Directions: Scan the data below for the string "indicatif". Show every line where it turns up.

__________

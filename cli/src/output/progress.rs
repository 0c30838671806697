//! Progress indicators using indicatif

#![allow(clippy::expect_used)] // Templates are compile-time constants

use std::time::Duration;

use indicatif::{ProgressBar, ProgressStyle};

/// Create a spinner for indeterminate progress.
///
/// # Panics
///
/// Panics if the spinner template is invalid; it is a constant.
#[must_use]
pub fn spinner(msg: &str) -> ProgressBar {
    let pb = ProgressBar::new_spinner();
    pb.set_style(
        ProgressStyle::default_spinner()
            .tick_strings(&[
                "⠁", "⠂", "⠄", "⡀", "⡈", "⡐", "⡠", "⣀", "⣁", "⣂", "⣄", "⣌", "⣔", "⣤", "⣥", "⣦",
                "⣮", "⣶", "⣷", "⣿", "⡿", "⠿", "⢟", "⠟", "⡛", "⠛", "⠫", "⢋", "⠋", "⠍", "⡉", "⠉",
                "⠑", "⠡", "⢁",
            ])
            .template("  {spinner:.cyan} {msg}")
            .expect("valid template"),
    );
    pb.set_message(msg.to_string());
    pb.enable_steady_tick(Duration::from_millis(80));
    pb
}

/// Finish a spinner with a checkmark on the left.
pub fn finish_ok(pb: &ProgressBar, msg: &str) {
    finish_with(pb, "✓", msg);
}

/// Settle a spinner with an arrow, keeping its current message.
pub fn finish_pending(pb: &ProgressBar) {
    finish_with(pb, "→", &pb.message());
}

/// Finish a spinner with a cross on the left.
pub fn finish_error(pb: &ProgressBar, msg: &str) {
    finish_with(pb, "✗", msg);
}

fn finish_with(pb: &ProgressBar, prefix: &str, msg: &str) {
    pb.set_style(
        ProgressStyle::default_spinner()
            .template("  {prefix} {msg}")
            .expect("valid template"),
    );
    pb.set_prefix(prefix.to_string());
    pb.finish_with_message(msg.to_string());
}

__________

Expected answer:
//! Progress indicators using indicatif
use indicatif::{ProgressBar, ProgressStyle};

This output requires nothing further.